1) That's what Micro-Trains replacement trucks and/or couplers are for. 

2) Great suggestion. Who wodda thunk it!

3) There are no "layout police" (or we'd all be in jail ) There are only nit pickers, :smilie_auslachen: who should be assigned to an especially horrible part of hell, along with telemarketers, door-to-door solicitors, lawyers, and politicians! :laugh:

regards;

Traction Fan:smilie_daumenpos:


----------



## Overkast (Jan 16, 2015)

traction fan said:


> Overkast;
> 
> If you haven't already done this, you might want to try it as an experiment. Measure the guard rail flangeways on your problematic curved turnout with an NMRA gauge. They are likely too wide and too deep as discussed. Glue styrene strips to the inside of the flangeways until they will pass the " "flangeways" tabs, but not pass the oversize single tab on the side of the gauge. Then roll a truck with correctly-gauged wheels through your modified turnout. It should not be able to get onto the wrong side of the frog. Curved turnout, or straight, the wheels will be forced to go where they're supposed to. The bottom of the frog is a different matter, and you may not want to bother with it. Still, it does cause wheels to drop, and then jump back up, and that could cause some occasional problems. If you want to try it, glue styrene pieces cut to fit the bottom of a plastic frog until the :flangeways tab just touches the styrene surface. With that done, the flange should carry the rest of the wheel across the open area at the middle of the frog. There should then be little or no wheel drop. If you have any wheels with deep flanges, they will likely derail. This modification is a great promoter of replacing those old wheels with new shallow flange ones!
> 
> ...


Thanks for all the great tips and the PDFs Traction Fan! I will definitely check all these areas on the turnouts and the wheels as well to see if everything is plum (I'm betting it's not!).

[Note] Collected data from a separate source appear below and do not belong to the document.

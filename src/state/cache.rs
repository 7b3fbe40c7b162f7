//! Response cache: `{session}:{server}:{tool}:{sha256(canonical(args))}` ->
//! `{value, createdAt, expiresAt, hits}`.
//!
//! Eviction is hit-biased (ascending `(hits, createdAt)`), not recency-biased
//! like the teacher's `lru::LruCache`-backed `InjectionCache` — the ordering
//! `lru` exposes doesn't match what's called for here, so this is a plain
//! `BTreeMap` keyed by the cache key, scanned for eviction order.

use std::{
    collections::BTreeMap,
    time::{Duration, Instant},
};

use serde_json::Value;

use crate::json::clone_json;

#[derive(Debug, Clone)]
pub struct CacheEntry {
    pub value: Value,
    pub created_at: Instant,
    pub expires_at: Instant,
    pub hits: u64,
}

#[derive(Default)]
pub struct ResponseCache {
    entries: BTreeMap<String, CacheEntry>,
}

impl ResponseCache {
    /// Returns a clone of the cached value if present and unexpired,
    /// bumping its hit counter. A transparently-cloned read never aliases
    /// the stored value.
    pub fn get(&mut self, key: &str) -> Option<Value> {
        let now = Instant::now();
        let expired = self.entries.get(key).map(|e| e.expires_at <= now);
        match expired {
            Some(true) => {
                self.entries.remove(key);
                None
            }
            Some(false) => {
                let entry = self.entries.get_mut(key).expect("checked present above");
                entry.hits += 1;
                Some(clone_json(&entry.value))
            }
            None => None,
        }
    }

    pub fn insert(&mut self, key: String, value: Value, ttl: Duration, max_entries: usize) {
        let now = Instant::now();
        self.entries.insert(
            key,
            CacheEntry {
                value,
                created_at: now,
                expires_at: now + ttl,
                hits: 0,
            },
        );
        self.evict_to(max_entries);
    }

    /// Evicts entries by ascending `(hits, createdAt)` until at or under
    /// `max_entries`.
    fn evict_to(&mut self, max_entries: usize) {
        while self.entries.len() > max_entries {
            let victim = self
                .entries
                .iter()
                .min_by_key(|(_, e)| (e.hits, e.created_at))
                .map(|(k, _)| k.clone());
            match victim {
                Some(key) => {
                    self.entries.remove(&key);
                }
                None => break,
            }
        }
    }

    /// Erases every entry whose key starts with `prefix` (mutation
    /// invalidation: `"{session}:{server}:"`).
    pub fn invalidate_prefix(&mut self, prefix: &str) {
        self.entries.retain(|key, _| !key.starts_with(prefix));
    }

    pub fn len(&self) -> usize {
        self.entries.len()
    }

    pub fn is_empty(&self) -> bool {
        self.entries.is_empty()
    }
}
async fn on_tools_list_response(session: &Session, mut message: Value) -> Value {
    let Some(result) = message.get_mut("result") else {
        return message;
    };
    let Some(tools) = result.get("tools").and_then(Value::as_array).cloned() else {
        return message;
    };

    let mut compressed = tools;
    if session.config.optimizations.definition_compression.enabled {
        DefinitionCompressor::compress_tools(&mut compressed);
    }

    {
        let mut store = session.store.lock().await;
        store.catalog.replace(&compressed);
    }

    let lazy_cfg = &session.config.optimizations.lazy_loading;
    let visible = lazy::visible_tools(&compressed, lazy_cfg);

    result["tools"] = Value::Array(visible.clone());

    if session.config.optimizations.tools_hash_sync.enabled {
        let scope = session.scope_key();
        let preimage = if session.config.optimizations.tools_hash_sync.bind_server_fingerprint {
            json!({"tools": visible, "server_fingerprint": session.server_fingerprint()})
        } else {
            json!(visible)
        };
        let hash = tools_hash(&preimage);
        {
            let mut store = session.store.lock().await;
            store.tools_hash.record_hash(&scope, hash.clone());
        }
        if session.negotiated() {
            let ext = ext_in(result);
            ext["tools_hash_sync"] = json!({"not_modified": false, "tools_hash": hash});
        }
    }

    message
}

async fn on_tools_call_response(
    session: &Session,
    mut message: Value,
    tool_name: &str,
    cache_key: &str,
) -> Value {
    let Some(result) = message.get_mut("result") else {
        return message;
    };

    let raw_structured = result
        .get("structuredContent")
        .cloned()
        .or_else(|| structured_payload_from_content(result));
    let original_payload = raw_structured.clone().unwrap_or_else(|| result.clone());

    let per_tool = session.config.optimizations_for_tool(tool_name);
    let mutation_override = session.config.treat_as_mutating_override(tool_name);
    let mutating = is_mutating_tool(tool_name, mutation_override);

    if mutating {
        let prefix = format!("{}:{}:", session.session_id, session.server_id);
        let mut store = session.store.lock().await;
        store.cache.invalidate_prefix(&prefix);
        store.history.invalidate_prefix(&prefix);
    }

    let cache_eligible = per_tool.caching.enabled && (per_tool.caching.cache_mutating_tools || !mutating);

    if cache_eligible {
        let mut store = session.store.lock().await;
        let previous_raw = store.history.get_raw(cache_key);
        let unchanged = previous_raw.as_ref() == Some(&original_payload);
        let base_ttl = per_tool.caching.ttl_seconds;
        let ttl_seconds = if unchanged {
            (per_tool.caching.ttl_max).min((base_ttl as f64 * 1.5).floor() as u64)
        } else if previous_raw.is_some() {
            (per_tool.caching.ttl_min).max((base_ttl as f64 * 0.5).floor() as u64)
        } else {
            base_ttl
        }
        .clamp(per_tool.caching.ttl_min, per_tool.caching.ttl_max);

        store.history.set_raw(cache_key, clone_json(&original_payload), per_tool.caching.max_entries);
        store.cache.insert(
            cache_key.to_string(),
            clone_json(result),
            Duration::from_secs(ttl_seconds),
            per_tool.caching.max_entries,
        );
    }

    let auto_disable = &per_tool.auto_disable;
    if per_tool.result_compression.enabled {
        if let Some(structured) = raw_structured {
            let disabled = {
                let mut store = session.store.lock().await;
                auto_disable.enabled && store.health.is_disabled("result_compression", tool_name)
            };
            if !disabled {
                let mut store = session.store.lock().await;
                let outcome = compress_result(
                    &structured,
                    per_tool.result_compression.mode,
                    &per_tool.result_compression,
                    &mut store.key_dictionary,
                );
                match outcome {
                    ResultCompressionOutcome::Applied { envelope, stats: _ } => {
                        // The per-stage byte savings compress_result reports only
                        // cover the aliased data; the envelope wrapper (keys
                        // table, metadata) can eat that back. Compare what the
                        // client actually receives against the uncompressed
                        // original to get a real token delta.
                        let original_tokens = estimate_tokens(&serde_json::to_string(&structured).unwrap_or_default());
                        let shipped_tokens = estimate_tokens(&serde_json::to_string(&envelope).unwrap_or_default());
                        let health_outcome = if shipped_tokens < original_tokens {
                            HealthOutcome::Success
                        } else if shipped_tokens == original_tokens {
                            HealthOutcome::Neutral
                        } else {
                            HealthOutcome::Hurt
                        };
                        store.health.record_outcome(
                            "result_compression",
                            tool_name,
                            health_outcome,
                            auto_disable.threshold,
                            auto_disable.cooldown_requests,
                        );
                        drop(store);
                        result["structuredContent"] = envelope;
                        dedupe_redundant_content(result, &structured);
                    }
                    ResultCompressionOutcome::Skipped => {
                        store.health.record_outcome(
                            "result_compression",
                            tool_name,
                            HealthOutcome::Neutral,
                            auto_disable.threshold,
                            auto_disable.cooldown_requests,
                        );
                    }
                }
            }
        }
    }

    if per_tool.delta_responses.enabled {
        let mut store = session.store.lock().await;
        let previous = store.history.get(cache_key);
        if let Some(previous) = previous {
            let current = result.get("structuredContent").cloned().unwrap_or_else(|| result.clone());
            let outcome = create_delta(&previous, &current, cache_key, &per_tool.delta_responses, &mut store.delta_counters);
            drop(store);
            match outcome {
                DeltaOutcome::Unchanged { current_hash } => {
                    result["structuredContent"] =
                        json!({"delta": {"encoding": "lapc-delta-v1", "unchanged": true, "currentHash": current_hash}});
                }
                DeltaOutcome::Patch { envelope } => {
                    result["structuredContent"] = json!({"delta": envelope});
                }
                DeltaOutcome::Full { .. } => {}
            }
        }
    }

    if !mutating {
        let current_for_history = result.get("structuredContent").cloned().unwrap_or_else(|| result.clone());
        let mut store = session.store.lock().await;
        store.history.set(cache_key, current_for_history, per_tool.caching.max_entries);
    }

    message
}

**EDIT** I just thought of an idea for the frog depth dilemma. Since I have powered frogs (not plastic), perhaps I could use styrene pieces to raise the depth as you suggest, but I could also finish the styrene pieces with a metallic paint coating which conducts electricity as well???


----------



## MercerMike (Nov 23, 2017)

If I can add my ten cents worth, (inflation raised it from 2 cents)I too am getting back into N scale model railroading after a long absence. I learned quickly that the guys here are awesome and I can learn a lot by just asking. What can be better?


----------



## traction fan (Oct 5, 2014)

*Powered metal frogs*



Overkast said:


> Thanks for all the great tips and the PDFs Traction Fan! I will definitely check all these areas on the turnouts and the wheels as well to see if everything is plum (I'm betting it's not!).
> 
> **EDIT** I just thought of an idea for the frog depth dilemma. Since I have powered frogs (not plastic), perhaps I could use styrene pieces to raise the depth as you suggest, but I could also finish the styrene pieces with a metallic paint coating which conducts electricity as well???


Overkast;

I don't think the metallic paint would stay on very long. 
For powered metal frogs, you have a couple of choices that will retain the powered function. I suggest using brass shims, instead of plastic. I'd tin both sides of each shim before installing them. It might be easier to tin a whole small sheet and then cut it into the shims.
As you add each shim,use a low-wattage soldering iron to solder that shim into the frog. That way, the stack of shims will maintain electrical continuity up to the frog floor. If the guard rails are also metal, you can use the same technique to install the side shims. You could use paper towels, soaked with cold water, laying on top of the plastic ties, to protect them from the heat.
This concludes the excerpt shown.